Work task. From the line with "impl MatchRanking for RankingPolicy" through the line with "width as tolerance.", inclusive, return each line of the data below exactly and leave the rest out.
Segment Start: Recorded data
//! Error types for the kinematics library.
//!
//! This module defines error types that can occur while configuring a drive
//! or integrating wheel commands.

use core::fmt;

/// Errors that can occur in kinematic calculations.
#[derive(Debug, Clone, PartialEq)]
pub enum KinematicsError {
    /// Error for invalid wheel radius.
    /// This variant is returned when a wheel radius is provided that is not positive.
    InvalidWheelRadius(&'static str),
    /// Error for invalid axle length.
    /// This variant is returned when the wheel separation is not positive.
    InvalidAxleLength(&'static str),
    /// Error for negative time delta.
    /// This variant is returned when a negative time delta is used for pose updates.
    NegativeTimeDelta(&'static str),
}

impl fmt::Display for KinematicsError {
    fn fmt(&self, f: &mut fmt::Formatter<'_>) -> fmt::Result {
        match self {
            KinematicsError::InvalidWheelRadius(msg) => write!(f, "Invalid wheel radius: {}", msg),
            KinematicsError::InvalidAxleLength(msg) => write!(f, "Invalid axle length: {}", msg),
            KinematicsError::NegativeTimeDelta(msg) => write!(f, "Negative time delta: {}", msg),
        }
    }
}

impl core::error::Error for KinematicsError {}
//! Lane matching: which lanes does a pose lie on, and which of them is best.

use std::cmp::Ordering;

use lanesim_kinematics::Pose;

#[cfg(feature = "serde")]
use serde::{Deserialize, Serialize};

use crate::catalog::{LaneCatalog, LaneRef};
use crate::lane::{LanePose, LaneSegment};

/// A lane a pose was found on.
#[derive(Debug, Clone, Copy)]
pub struct LaneMatchResult<'a> {
    /// Catalog name of the lane.
    pub name: &'a str,
    /// The matched lane's geometry.
    pub segment: &'a LaneSegment,
    /// World placement of the segment.
    pub segment_transform: Pose,
    /// Position of the pose relative to the lane.
    pub lane_pose: LanePose,
    /// The queried pose in the segment's frame.
    pub local_pose: Pose,
    /// World pose of the centerline at `lane_pose.along_lane`.
    pub center_point: Pose,
}

/// Tries every candidate lane and returns the ones `pose` lies on.
///
/// Candidates that reject the pose are skipped. An empty result means the
/// pose is off-lane. With `tolerance = None` each lane accepts poses up to
/// half its width from the centerline.
pub fn match_pose<'a, I>(pose: &Pose, candidates: I, tolerance: Option<f64>) -> Vec<LaneMatchResult<'a>>
where
    I: IntoIterator<Item = LaneRef<'a>>,
{
    let mut matches = Vec::new();
    for lane in candidates {
        let local_pose = lane.transform.relative(*pose);
        let tolerance = tolerance.unwrap_or(lane.segment.width() / 2.0);

        let result = lane
            .segment
            .lane_pose_from_absolute(&local_pose, tolerance)
            .and_then(|lane_pose| Ok((lane_pose, lane.segment.center_point(lane_pose.along_lane)?)));

        match result {
            Ok((lane_pose, center)) => matches.push(LaneMatchResult {
                name: lane.name,
                segment: lane.segment,
                segment_transform: lane.transform,
                lane_pose,
                local_pose,
                center_point: lane.transform.compose(center),
            }),
            Err(e) => tracing::trace!(lane = lane.name, reason = %e, "Lane rejected pose"),
        }
    }
    matches
}

/// Ordering of lane matches, best first.
///
/// Implemented for closures taking two matches, so ad-hoc policies need no type.
pub trait MatchRanking {
    /// `Less` when `a` is the better match.
    fn compare(&self, a: &LaneMatchResult<'_>, b: &LaneMatchResult<'_>) -> Ordering;
}

impl<F> MatchRanking for F
where
    F: Fn(&LaneMatchResult<'_>, &LaneMatchResult<'_>) -> Ordering,
{
    fn compare(&self, a: &LaneMatchResult<'_>, b: &LaneMatchResult<'_>) -> Ordering {
        self(a, b)
    }
}

/// Sorts `matches` best first. The sort is stable.
pub fn rank_matches<R>(matches: &mut [LaneMatchResult<'_>], ranking: &R)
where
    R: MatchRanking + ?Sized,
{
    matches.sort_by(|a, b| ranking.compare(a, b));
}

/// Prefers the lane whose direction best agrees with the pose heading.
#[derive(Debug, Clone, Copy, Default)]
pub struct ByRelativeHeading;

impl MatchRanking for ByRelativeHeading {
    fn compare(&self, a: &LaneMatchResult<'_>, b: &LaneMatchResult<'_>) -> Ordering {
        a.lane_pose
            .relative_heading
            .abs()
            .total_cmp(&b.lane_pose.relative_heading.abs())
            .then_with(|| a.name.cmp(b.name))
    }
}

/// Prefers the lane whose centerline is closest.
#[derive(Debug, Clone, Copy, Default)]
pub struct ByLateralOffset;

impl MatchRanking for ByLateralOffset {
    fn compare(&self, a: &LaneMatchResult<'_>, b: &LaneMatchResult<'_>) -> Ordering {
        a.lane_pose
            .distance_from_center()
            .total_cmp(&b.lane_pose.distance_from_center())
            .then_with(|| a.name.cmp(b.name))
    }
}

/// Ranks a given lane first and orders the rest with `fallback`.
#[derive(Debug, Clone, Copy)]
pub struct PreferLane<'n, R> {
    /// Name of the preferred lane; `None` prefers nothing.
    pub lane: Option<&'n str>,
    /// Ordering among the remaining matches.
    pub fallback: R,
}

impl<R: MatchRanking> MatchRanking for PreferLane<'_, R> {
    fn compare(&self, a: &LaneMatchResult<'_>, b: &LaneMatchResult<'_>) -> Ordering {
        let preferred = |m: &LaneMatchResult<'_>| Some(m.name) == self.lane;
        // `true` sorts after `false`, so compare b against a
        preferred(b)
            .cmp(&preferred(a))
            .then_with(|| self.fallback.compare(a, b))
    }
}

/// Ranking selectable from configuration.
#[cfg_attr(feature = "serde", derive(Serialize, Deserialize))]
#[cfg_attr(feature = "serde", serde(rename_all = "snake_case"))]
#[derive(Debug, Clone, Copy, PartialEq, Eq, Default)]
pub enum RankingPolicy {
    /// See [`ByRelativeHeading`].
    #[default]
    RelativeHeading,
    /// See [`ByLateralOffset`].
    LateralOffset,
}

impl MatchRanking for RankingPolicy {
    fn compare(&self, a: &LaneMatchResult<'_>, b: &LaneMatchResult<'_>) -> Ordering {
        match self {
            RankingPolicy::RelativeHeading => ByRelativeHeading.compare(a, b),
            RankingPolicy::LateralOffset => ByLateralOffset.compare(a, b),
        }
    }
}

/// Lane queries against one catalog.
#[derive(Debug, Clone, Copy)]
pub struct LaneMatcher<'c> {
    catalog: &'c LaneCatalog,
    tolerance: Option<f64>,
}

impl<'c> LaneMatcher<'c> {
    /// Matches against every lane of `catalog`, each with half its width as tolerance.
    pub fn new(catalog: &'c LaneCatalog) -> Self {
        LaneMatcher { catalog, tolerance: None }
    }

    /// Accept poses up to `tolerance` from any centerline instead of half the lane width.
    pub fn with_tolerance(mut self, tolerance: f64) -> Self {
        self.tolerance = Some(tolerance);
        self
    }

    /// All lanes the pose lies on, in catalog order.
    pub fn query(&self, pose: &Pose) -> Vec<LaneMatchResult<'c>> {
        match_pose(pose, self.catalog.lanes(), self.tolerance)
    }

    /// All lanes the pose lies on, best first.
    pub fn query_ranked<R>(&self, pose: &Pose, ranking: &R) -> Vec<LaneMatchResult<'c>>
    where
        R: MatchRanking + ?Sized,
    {
        let mut matches = self.query(pose);
        rank_matches(&mut matches, ranking);
        matches
    }

    /// The best lane for the pose, if it is on any.
    pub fn best<R>(&self, pose: &Pose, ranking: &R) -> Option<LaneMatchResult<'c>>
    where
        R: MatchRanking + ?Sized,
    {
        self.query(pose)
            .into_iter()
            .min_by(|a, b| ranking.compare(a, b))
    }
}

/// Keeps a robot on the lane it was last matched to while that lane still matches.
#[derive(Debug, Clone, Default)]
pub struct ContinuityTracker<R> {
    previous: Option<String>,
    fallback: R,
    off_lane: usize,
}

impl<R: MatchRanking + Clone> ContinuityTracker<R> {
    /// A tracker with no lane yet, ranking with `fallback` until one is chosen.
    pub fn new(fallback: R) -> Self {
        ContinuityTracker {
            previous: None,
            fallback,
            off_lane: 0,
        }
    }

    /// Ranks `matches` and remembers the winner for the next call.
    pub fn select<'a>(&mut self, mut matches: Vec<LaneMatchResult<'a>>) -> Vec<LaneMatchResult<'a>> {
        let ranking = PreferLane {
            lane: self.previous.as_deref(),
            fallback: self.fallback.clone(),
        };
        rank_matches(&mut matches, &ranking);

        match matches.first() {
            Some(best) => {
                if self.previous.as_deref() != Some(best.name) {
                    tracing::debug!(from = ?self.previous, to = best.name, "Lane changed");
                    self.previous = Some(best.name.to_string());
                }
            }
            None => self.off_lane += 1,
        }
        matches
    }

    /// Name of the lane chosen last.
    pub fn previous(&self) -> Option<&str> {
        self.previous.as_deref()
    }

    /// How many selections found no lane at all.
    pub fn off_lane_count(&self) -> usize {
        self.off_lane
    }
}
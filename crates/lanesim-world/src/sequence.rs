//! Timestamped sample sequences.

use std::iter::{Copied, Zip};

#[cfg(feature = "serde")]
use serde::{Deserialize, Deserializer, Serialize, de};

use crate::error::WorldError;

/// An ordered list of `(timestamp, value)` samples with strictly increasing timestamps.
///
/// Between two samples a sequence holds the earlier value ("sample and hold"),
/// which is how command sequences are interpreted by the trajectory builder.
#[cfg_attr(feature = "serde", derive(Serialize))]
#[derive(Debug, Clone, PartialEq)]
pub struct SampledSequence<T> {
    timestamps: Vec<f64>,
    values: Vec<T>,
}

// Deserialized sequences are checked like constructed ones.
#[cfg(feature = "serde")]
impl<'de, T: Deserialize<'de>> Deserialize<'de> for SampledSequence<T> {
    fn deserialize<D: Deserializer<'de>>(deserializer: D) -> Result<Self, D::Error> {
        #[derive(Deserialize)]
        struct RawSequence<T> {
            timestamps: Vec<f64>,
            values: Vec<T>,
        }

        let raw = RawSequence::<T>::deserialize(deserializer)?;
        SampledSequence::new(raw.timestamps, raw.values).map_err(de::Error::custom)
    }
}

impl<T> SampledSequence<T> {
    /// Builds a sequence from parallel timestamp and value vectors.
    ///
    /// # Returns
    /// * `Result<Self, WorldError>` - `LengthMismatch` or `UnorderedTimestamps` on invalid input
    pub fn new(timestamps: Vec<f64>, values: Vec<T>) -> Result<Self, WorldError> {
        if timestamps.len() != values.len() {
            return Err(WorldError::LengthMismatch("timestamps and values must have the same length"));
        }
        if timestamps.iter().any(|t| !t.is_finite()) {
            return Err(WorldError::UnorderedTimestamps("timestamps must be finite"));
        }
        if timestamps.windows(2).any(|pair| pair[1] <= pair[0]) {
            return Err(WorldError::UnorderedTimestamps("timestamps must be strictly increasing"));
        }
        Ok(SampledSequence { timestamps, values })
    }

    /// Builds a sequence from `(timestamp, value)` pairs.
    pub fn from_pairs<I>(pairs: I) -> Result<Self, WorldError>
    where
        I: IntoIterator<Item = (f64, T)>,
    {
        let (timestamps, values) = pairs.into_iter().unzip();
        SampledSequence::new(timestamps, values)
    }

    /// Number of samples.
    pub fn len(&self) -> usize {
        self.timestamps.len()
    }

    /// Whether the sequence has no samples.
    pub fn is_empty(&self) -> bool {
        self.timestamps.is_empty()
    }

    /// Sample times, strictly increasing.
    pub fn timestamps(&self) -> &[f64] {
        &self.timestamps
    }

    /// Sample values, parallel to [`timestamps`](Self::timestamps).
    pub fn values(&self) -> &[T] {
        &self.values
    }

    /// Timestamp of the first sample.
    pub fn start(&self) -> Option<f64> {
        self.timestamps.first().copied()
    }

    /// Timestamp of the last sample.
    pub fn end(&self) -> Option<f64> {
        self.timestamps.last().copied()
    }

    /// Iterates `(timestamp, &value)` pairs in time order.
    pub fn iter(&self) -> Zip<Copied<std::slice::Iter<'_, f64>>, std::slice::Iter<'_, T>> {
        self.timestamps.iter().copied().zip(self.values.iter())
    }

    /// Maps every value, keeping the timestamps.
    pub fn transform_values<U, F>(&self, f: F) -> SampledSequence<U>
    where
        F: FnMut(&T) -> U,
    {
        SampledSequence {
            timestamps: self.timestamps.clone(),
            values: self.values.iter().map(f).collect(),
        }
    }
}

impl<T: Clone> SampledSequence<T> {
    /// Inserts `factor - 1` evenly spaced samples inside every gap, each
    /// holding the value of the sample that opens the gap.
    ///
    /// A sequence of `n` samples becomes `(n - 1) * factor + 1` samples; a
    /// factor of one returns an identical sequence.
    pub fn upsample(&self, factor: usize) -> Result<Self, WorldError> {
        if factor == 0 {
            return Err(WorldError::InvalidUpsampleFactor("must be at least one"));
        }
        let Some(&last_t) = self.timestamps.last() else {
            return Ok(self.clone());
        };

        let capacity = (self.len() - 1) * factor + 1;
        let mut timestamps = Vec::with_capacity(capacity);
        let mut values = Vec::with_capacity(capacity);

        for (pair, value) in self.timestamps.windows(2).zip(&self.values) {
            let step = (pair[1] - pair[0]) / factor as f64;
            for k in 0..factor {
                timestamps.push(pair[0] + step * k as f64);
                values.push(value.clone());
            }
        }
        timestamps.push(last_t);
        values.extend(self.values.last().cloned());

        Ok(SampledSequence { timestamps, values })
    }
}

impl<'a, T> IntoIterator for &'a SampledSequence<T> {
    type Item = (f64, &'a T);
    type IntoIter = Zip<Copied<std::slice::Iter<'a, f64>>, std::slice::Iter<'a, T>>;

    fn into_iter(self) -> Self::IntoIter {
        self.iter()
    }
}

impl<T> IntoIterator for SampledSequence<T> {
    type Item = (f64, T);
    type IntoIter = Zip<std::vec::IntoIter<f64>, std::vec::IntoIter<T>>;

    fn into_iter(self) -> Self::IntoIter {
        self.timestamps.into_iter().zip(self.values)
    }
}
Segment End: Recorded data
Result of this task.
impl MatchRanking for RankingPolicy {
    fn compare(&self, a: &LaneMatchResult<'_>, b: &LaneMatchResult<'_>) -> Ordering {
        match self {
            RankingPolicy::RelativeHeading => ByRelativeHeading.compare(a, b),
            RankingPolicy::LateralOffset => ByLateralOffset.compare(a, b),
        }
    }
}

/// Lane queries against one catalog.
#[derive(Debug, Clone, Copy)]
pub struct LaneMatcher<'c> {
    catalog: &'c LaneCatalog,
    tolerance: Option<f64>,
}

impl<'c> LaneMatcher<'c> {
    /// Matches against every lane of `catalog`, each with half its width as tolerance.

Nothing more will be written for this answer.